Wednesday, May 28, 2014

Signing of development agreement couldn’t trigger capital gains tax unless developer discharged his obligations

Capital gains could not be brought to tax in year of signing of development agreement, as developer had not done anything to discharge obligations casted on it.


1)During the relevant year, the assessee gave its land for development and received a refundable deposit from the developer. In terms of development agreement, the developer had to develop the property according to the approved plan and deliver to the assessee 38 per cent of the constructed area in the residential part.

2)The Assessing Officer opined that since the transfer had taken place during the year under appeal, in terms of the development agreement-cum-GPA, the assessee was liable to pay capital gain tax on the date of transfer.

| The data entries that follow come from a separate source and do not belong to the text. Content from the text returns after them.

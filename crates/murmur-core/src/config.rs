//! Node configuration.
//!
//! Typed view of the YAML configuration file. Field names stay aligned with
//! the deployed `config.yaml` layout; derived values (decoded token key,
//! token lifetimes) are populated after parsing and validated once at load.

use crate::error::{Error, Result};
use base64::Engine;
use serde::{Deserialize, Serialize};
use std::path::Path;
use std::time::Duration;

/// Listen endpoints per transport.
#[derive(Debug, Clone, Default, Serialize, Deserialize)]
pub struct ListenConfig {
    /// TCP listen address, e.g. `0.0.0.0:4000`.
    #[serde(default)]
    pub tcp: String,
    /// QUIC listen address.
    #[serde(default)]
    pub quic: String,
}

/// TLS certificate paths for the public transports.
#[derive(Debug, Clone, Default, Serialize, Deserialize)]
pub struct TlsConfig {
    /// PEM certificate chain path.
    #[serde(default)]
    pub cert_file: String,
    /// PEM private key path.
    #[serde(default)]
    pub key_file: String,
}

/// Which transports the node enables.
#[derive(Debug, Clone, Serialize, Deserialize)]
pub struct TransportsConfig {
    /// Enable plain TCP.
    #[serde(default = "default_true")]
    pub enable_tcp: bool,
    /// Enable QUIC.
    #[serde(default = "default_true")]
    pub enable_quic: bool,
    /// Enable WebSocket over TLS.
    #[serde(default)]
    pub enable_wss: bool,
}

impl Default for TransportsConfig {
    fn default() -> Self {
        Self {
            enable_tcp: true,
            enable_quic: true,
            enable_wss: false,
        }
    }
}

/// Server-facing listener configuration.
#[derive(Debug, Clone, Default, Serialize, Deserialize)]
pub struct ServerConfig {
    /// Listen endpoints.
    #[serde(default)]
    pub listen: ListenConfig,
    /// TLS material.
    #[serde(default)]
    pub tls: TlsConfig,
    /// Enabled transports.
    #[serde(default)]
    pub transports: TransportsConfig,
}

/// Adaptive routing configuration.
#[derive(Debug, Clone, Serialize, Deserialize)]
pub struct RoutingConfig {
    /// Selection strategy name (only `adaptive` is implemented).
    #[serde(default = "default_strategy")]
    pub strategy: String,
    /// DHT bootstrap nodes as multiaddrs.
    #[serde(default)]
    pub bootstrap_nodes: Vec<String>,
    /// Static relay hop addresses.
    #[serde(default)]
    pub relays: Vec<String>,
    /// Latency threshold used to normalize latency/jitter scores.
    #[serde(default = "default_switch_threshold_ms")]
    pub switch_threshold_ms: u64,
    /// Metrics considered stale after this window.
    #[serde(default = "default_metrics_window_sec")]
    pub metrics_window_sec: u64,
}

impl Default for RoutingConfig {
    fn default() -> Self {
        Self {
            strategy: default_strategy(),
            bootstrap_nodes: Vec::new(),
            relays: Vec::new(),
            switch_threshold_ms: default_switch_threshold_ms(),
            metrics_window_sec: default_metrics_window_sec(),
        }
    }
}

/// Content store (IPFS) configuration.
#[derive(Debug, Clone, Serialize, Deserialize)]
pub struct IpfsConfig {
    /// HTTP API endpoint of the content store.
    #[serde(default)]
    pub endpoint: String,
    /// Pin imported CARs after verification.
    #[serde(default = "default_true")]
    pub pinning_enabled: bool,
    /// Desired replication factor (advisory; enforced externally).
    #[serde(default = "default_replication")]
    pub replication_factor: u32,
}

impl Default for IpfsConfig {
    fn default() -> Self {
        Self {
            endpoint: String::new(),
            pinning_enabled: true,
            replication_factor: default_replication(),
        }
    }
}

/// Argon2id parameters for the password verifier.
#[derive(Debug, Clone, Serialize, Deserialize)]
pub struct KdfConfig {
    /// Iterations.
    #[serde(default = "default_kdf_time")]
    pub time: u32,
    /// Memory in MiB.
    #[serde(default = "default_kdf_memory")]
    pub memory_mb: u32,
    /// Parallelism.
    #[serde(default = "default_kdf_threads")]
    pub threads: u32,
    /// Output length in bytes.
    #[serde(default = "default_kdf_key_len")]
    pub key_len: u32,
}

impl Default for KdfConfig {
    fn default() -> Self {
        Self {
            time: default_kdf_time(),
            memory_mb: default_kdf_memory(),
            threads: default_kdf_threads(),
            key_len: default_kdf_key_len(),
        }
    }
}

/// Access/refresh token parameters.
#[derive(Debug, Clone, Serialize, Deserialize)]
pub struct TokenConfig {
    /// Issuer embedded in and required from every access token.
    #[serde(default = "default_issuer")]
    pub issuer: String,
    /// Access token lifetime in minutes.
    #[serde(default = "default_token_lifetime_min")]
    pub lifetime_min: u64,
    /// Refresh token lifetime in days.
    #[serde(default = "default_refresh_days")]
    pub refresh_days: u64,
    /// Base64 of the 32-byte HMAC key.
    #[serde(default)]
    pub symmetric_key_base64: String,
}

impl Default for TokenConfig {
    fn default() -> Self {
        Self {
            issuer: default_issuer(),
            lifetime_min: default_token_lifetime_min(),
            refresh_days: default_refresh_days(),
            symmetric_key_base64: String::new(),
        }
    }
}

/// Second-factor code parameters.
#[derive(Debug, Clone, Serialize, Deserialize)]
pub struct SecondaryKeyConfig {
    /// Code length in characters.
    #[serde(default = "default_secondary_length")]
    pub length: usize,
    /// Code rotation period in minutes.
    #[serde(default = "default_rotate_minutes")]
    pub rotate_minutes: u64,
    /// Allowed clock skew in seconds.
    #[serde(default = "default_clock_skew_sec")]
    pub allowed_clock_skew_sec: u64,
}

impl Default for SecondaryKeyConfig {
    fn default() -> Self {
        Self {
            length: default_secondary_length(),
            rotate_minutes: default_rotate_minutes(),
            allowed_clock_skew_sec: default_clock_skew_sec(),
        }
    }
}

/// Security section.
#[derive(Debug, Clone, Default, Serialize, Deserialize)]
pub struct SecurityConfig {
    /// Password KDF parameters.
    #[serde(default)]
    pub kdf: KdfConfig,
    /// Token parameters.
    #[serde(default)]
    pub token: TokenConfig,
    /// Second-factor parameters.
    #[serde(default)]
    pub secondary_key: SecondaryKeyConfig,
}

/// Database section.
#[derive(Debug, Clone, Serialize, Deserialize)]
pub struct DatabaseConfig {
    /// SQLite DSN (path, or `:memory:` for tests).
    #[serde(default = "default_dsn")]
    pub dsn: String,
}

impl Default for DatabaseConfig {
    fn default() -> Self {
        Self { dsn: default_dsn() }
    }
}

/// Logging section.
#[derive(Debug, Clone, Serialize, Deserialize)]
pub struct LoggingConfig {
    /// Filter directive, e.g. `info` or `murmur_core=debug`.
    #[serde(default = "default_log_level")]
    pub level: String,
}

impl Default for LoggingConfig {
    fn default() -> Self {
        Self {
            level: default_log_level(),
        }
    }
}

/// Top-level node configuration.
#[derive(Debug, Clone, Default, Serialize, Deserialize)]
pub struct Config {
    /// Listener configuration.
    #[serde(default)]
    pub server: ServerConfig,
    /// Routing configuration.
    #[serde(default)]
    pub routing: RoutingConfig,
    /// Content store configuration.
    #[serde(default)]
    pub ipfs: IpfsConfig,
    /// Security configuration.
    #[serde(default)]
    pub security: SecurityConfig,
    /// Database configuration.
    #[serde(default)]
    pub database: DatabaseConfig,
    /// Logging configuration.
    #[serde(default)]
    pub logging: LoggingConfig,
}

impl Config {
    /// Load and validate configuration from a YAML file.
    pub fn load(path: impl AsRef<Path>) -> Result<Self> {
        let data = std::fs::read_to_string(path.as_ref())
            .map_err(|e| Error::Config(format!("read config: {}", e)))?;
        let config: Config = serde_yaml::from_str(&data)
            .map_err(|e| Error::Config(format!("parse yaml: {}", e)))?;
        config.validate()?;
        Ok(config)
    }

    /// Validate derived fields without touching the filesystem.
    pub fn validate(&self) -> Result<()> {
        if !self.security.token.symmetric_key_base64.is_empty() {
            self.token_key()?;
        }
        if self.security.kdf.key_len < 16 {
            return Err(Error::Config("kdf key_len must be at least 16".into()));
        }
        Ok(())
    }

    /// Decoded 32-byte token HMAC key.
    pub fn token_key(&self) -> Result<[u8; 32]> {
        let raw = base64::engine::general_purpose::STANDARD
            .decode(&self.security.token.symmetric_key_base64)
            .map_err(|e| Error::Config(format!("decode token symmetric key: {}", e)))?;
        raw.try_into()
            .map_err(|_| Error::Config("token symmetric key must be 32 bytes".into()))
    }

    /// Access token lifetime.
    pub fn access_token_ttl(&self) -> Duration {
        Duration::from_secs(self.security.token.lifetime_min * 60)
    }

    /// Refresh token lifetime.
    pub fn refresh_token_ttl(&self) -> Duration {
        Duration::from_secs(self.security.token.refresh_days * 24 * 60 * 60)
    }

    /// Metrics staleness window.
    pub fn metrics_window(&self) -> Duration {
        Duration::from_secs(self.routing.metrics_window_sec)
    }

    /// Latency normalization threshold.
    pub fn switch_threshold(&self) -> Duration {
        Duration::from_millis(self.routing.switch_threshold_ms)
    }
}

fn default_true() -> bool {
    true
}
fn default_strategy() -> String {
    "adaptive".to_string()
}
fn default_switch_threshold_ms() -> u64 {
    200
}
fn default_metrics_window_sec() -> u64 {
    60
}
fn default_replication() -> u32 {
    3
}
fn default_kdf_time() -> u32 {
    1
}
fn default_kdf_memory() -> u32 {
    64
}
fn default_kdf_threads() -> u32 {
    1
}
fn default_kdf_key_len() -> u32 {
    32
}
fn default_issuer() -> String {
    "murmur".to_string()
}
fn default_token_lifetime_min() -> u64 {
    30
}
fn default_refresh_days() -> u64 {
    30
}
fn default_secondary_length() -> usize {
    8
}
fn default_rotate_minutes() -> u64 {
    5
}
fn default_clock_skew_sec() -> u64 {
    30
}
fn default_dsn() -> String {
    "murmur.db".to_string()
}
fn default_log_level() -> String {
    "info".to_string()
}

3)The CIT (A) confirmed the order of Assessing Officer. The aggrieved-assessee filed the instant appeal.

The ITAT held in favour of assessee as under:

a)'Development Agreement-cum-General Power of Attorney' indicated that only a 'permissive possession' was handed over by assessee to the developer.

b)It was only upon receipt of consideration in the form of developed area by the assessee, the capital gain becomes assessable in the hands of the assessee.

c)Mere receipt of refundable deposit by assessee from developer could not be termed as receipt of consideration as no developmental activity was carried out on the land and even no approval for the construction of the building was obtained by developer.

d)While the assessee had fulfilled its part of the obligation under the development agreement, developer had not done anything to discharge the obligations cast on it under the development agreement, thus, capital gains could not be brought to tax in the year in which development agreement was signed by assessee- BINJUSARIA PROPERTIES (P.) LTD. V. ACIT [2014] 45 115 (Hyderabad - Trib.)